Olhei para Jake que já estava em minha frente, e ele estava tão perplexo quanto eu.

— Eu não sei o que aconteceu, mas coisa boa não deve ser. Ela nunca falaria comigo desse jeito, nem nos seus piores dias. Disso eu tenho certeza.

— Eu sei, também estou achando muito estranho. Mas deve ser a gravidez, por ela ter quase trezentos anos e ficar grávida assim de repente.

— Ela tem 290, não é trezentos.

— Dez anos a mais ou a menos pra ela não faz nem cócegas. – ele disse dando uma risada. Mas ele talvez tenha razão, dois séculos nas costas e uma gravidez que ele nem sabia que podia ter.

Jake acariciou meu rosto e chegou mais perto, logo me abraçando.

— Não se preocupe, ela vai te ligar mais tarde. Eu tenho certeza.- ele disse e passou seu nariz no meu pescoço, logo depois o beijando. Foi inevítavel meu corpo não se arrepiar.

POV RICHELE

Já era noite quando Seth voltou, o que era muito estranho, já que eu não me lembrava de ele passar tanto tempo longe da outra eu. No momento tive que agir como a outra normalmente agiria, para ele não desconfiar.

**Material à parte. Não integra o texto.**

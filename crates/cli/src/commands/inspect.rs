//! Build a snapshot locally and show per-GPU slice state

use anyhow::{Context, Result};
use k8s_openapi::api::core::v1::{Node as K8sNode, Pod as K8sPod};
use partitioner_lib::{snapshot::k8s::snapshot_from_k8s, ClusterSnapshot};
use std::path::Path;
use tabled::Tabled;

use crate::input::{read_objects, read_optional};
use crate::output::{color_state, format_geometry, print_info, print_table, OutputFormat};

/// Row for the GPU state table
#[derive(Tabled, serde::Serialize)]
struct GpuRow {
    #[tabled(rename = "Node")]
    node: String,
    #[tabled(rename = "Model")]
    model: String,
    #[tabled(rename = "GPU")]
    gpu: u32,
    #[tabled(rename = "Used")]
    used: String,
    #[tabled(rename = "Free")]
    free: String,
    #[tabled(rename = "State")]
    state: String,
}

fn gpu_state(has_used: bool, partitioned: bool) -> &'static str {
    if has_used {
        "in use"
    } else if partitioned {
        "free"
    } else {
        "unpartitioned"
    }
}

fn gpu_rows(snapshot: &ClusterSnapshot, colored: bool) -> Vec<GpuRow> {
    snapshot
        .nodes()
        .flat_map(|node| {
            node.gpus().iter().map(move |gpu| {
                let state = gpu_state(gpu.has_used_slices(), gpu.is_partitioned());
                GpuRow {
                    node: node.name().to_string(),
                    model: gpu.model.to_string(),
                    gpu: gpu.index,
                    used: format_geometry(&gpu.used),
                    free: format_geometry(&gpu.free),
                    state: if colored { color_state(state) } else { state.to_string() },
                }
            })
        })
        .collect()
}

pub fn build_snapshot(nodes: &Path, scheduled: Option<&Path>) -> Result<ClusterSnapshot> {
    let nodes: Vec<K8sNode> = read_objects(nodes)?;
    let pods: Vec<K8sPod> = read_optional(scheduled)?;
    snapshot_from_k8s(&nodes, &pods).context("Failed to build cluster snapshot")
}

/// Print the used and free slices of every GPU
pub fn inspect(nodes: &Path, scheduled: Option<&Path>, format: OutputFormat) -> Result<()> {
    let snapshot = build_snapshot(nodes, scheduled)?;
    let rows = gpu_rows(&snapshot, format == OutputFormat::Table);
    print_table(&rows, format);

    if format == OutputFormat::Table {
        print_info(&format!(
            "{} node(s), {} GPU(s)",
            snapshot.len(),
            snapshot.gpu_count()
        ));
    }
    Ok(())
}
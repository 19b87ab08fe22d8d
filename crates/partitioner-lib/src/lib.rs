//! MIG partitioning planner library
//!
//! This crate provides:
//! - The MIG slice catalog (profiles, geometries, known geometries per GPU model)
//! - The cluster snapshot model and its Kubernetes adapter
//! - The admission oracle abstraction
//! - The partitioning planner
//! - Health checks and observability

pub mod error;
pub mod health;
pub mod mig;
pub mod observability;
pub mod oracle;
pub mod planner;
pub mod snapshot;

pub use error::{CancelReason, CatalogError, OracleError, PlanError, SnapshotError};
pub use health::{ComponentHealth, ComponentStatus, HealthRegistry, HealthResponse, ReadinessResponse};
pub use mig::{Geometry, GpuModel, SliceCatalog, SliceProfile};
pub use observability::{PlannerMetrics, StructuredLogger};
pub use oracle::{AdmissionOracle, NodeView, ResourceFitOracle, StaticOracle, Status};
pub use planner::{CancelHandle, Plan, PlanContext, Planner, PlannerConfig};
pub use snapshot::{CandidatePod, ClusterSnapshot, Gpu, Node};
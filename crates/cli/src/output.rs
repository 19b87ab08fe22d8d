//! Output formatting utilities

use clap::ValueEnum;
use colored::Colorize;
use partitioner_lib::Geometry;
use serde::Serialize;
use tabled::{settings::Style, Table, Tabled};

/// Output format for CLI commands
#[derive(Debug, Clone, Copy, Default, PartialEq, Eq, ValueEnum)]
pub enum OutputFormat {
    /// Table format (default)
    #[default]
    Table,
    /// JSON format
    Json,
}

impl OutputFormat {
    /// Parse a format name from the config file
    pub fn from_name(name: &str) -> Option<Self> {
        <Self as ValueEnum>::from_str(name, true).ok()
    }
}

/// Print a table, or the rows as JSON
pub fn print_table<T: Tabled + Serialize>(items: &[T], format: OutputFormat) {
    match format {
        OutputFormat::Table => {
            if items.is_empty() {
                println!("{}", "No items found".yellow());
                return;
            }
            let table = Table::new(items).with(Style::rounded()).to_string();
            println!("{}", table);
        }
        OutputFormat::Json => print_json(&items),
    }
}

/// Print any value as pretty JSON
pub fn print_json<T: Serialize + ?Sized>(value: &T) {
    match serde_json::to_string_pretty(value) {
        Ok(json) => println!("{}", json),
        Err(e) => print_error(&format!("Failed to serialize output: {}", e)),
    }
}

/// Print a success message
pub fn print_success(message: &str) {
    println!("{} {}", "✓".green().bold(), message);
}

/// Print an error message
pub fn print_error(message: &str) {
    eprintln!("{} {}", "✗".red().bold(), message);
}

/// Print an info message
pub fn print_info(message: &str) {
    println!("{} {}", "ℹ".blue().bold(), message);
}

/// Format a geometry; unpartitioned GPUs show as a dash
pub fn format_geometry(geometry: &Geometry) -> String {
    if geometry.is_empty() {
        "-".to_string()
    } else {
        geometry.to_string()
    }
}

/// Color a GPU state label
pub fn color_state(state: &str) -> String {
    match state {
        "free" | "unchanged" => state.green().to_string(),
        "unpartitioned" => state.blue().to_string(),
        "in use" | "repartition" => state.yellow().to_string(),
        _ => state.to_string(),
    }
}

— Seth, Sue e eu vamos para Seattle amanhã, fazer compras. Tudo bem?

— Tudo bem, eu estou convidado?- ele disse se sentando ao meu lado no sofá.

— Programa só de mulheres, querido.

— Ahh.. Leah vai junto, certo?

— Não, ela disse que não gosta muito desse “negócio de compras”.

— Vocês vão sozinhas?

— Sim. Algum problema?

— Não.. eu só fico preocupado… com vocês todos.

— Eu sei me proteger Seth, e com certeza também sei proteger Sue e o meu filho.

— Tudo bem, tudo bem, eu sei. É só preocupação.

Eu deixei ele me abraçar enquanto assistíamos um filme na televisão, não era algo que eu estava acostumada, na verdade eu não gostava de nenhum contato muito afetivo. Mas foi diferente, senti um calor envolver meu coração, me fazendo sentir bem. Mas logo afastei esses pensamentos, deve ser a outra se sentindo bem com o abraço dele.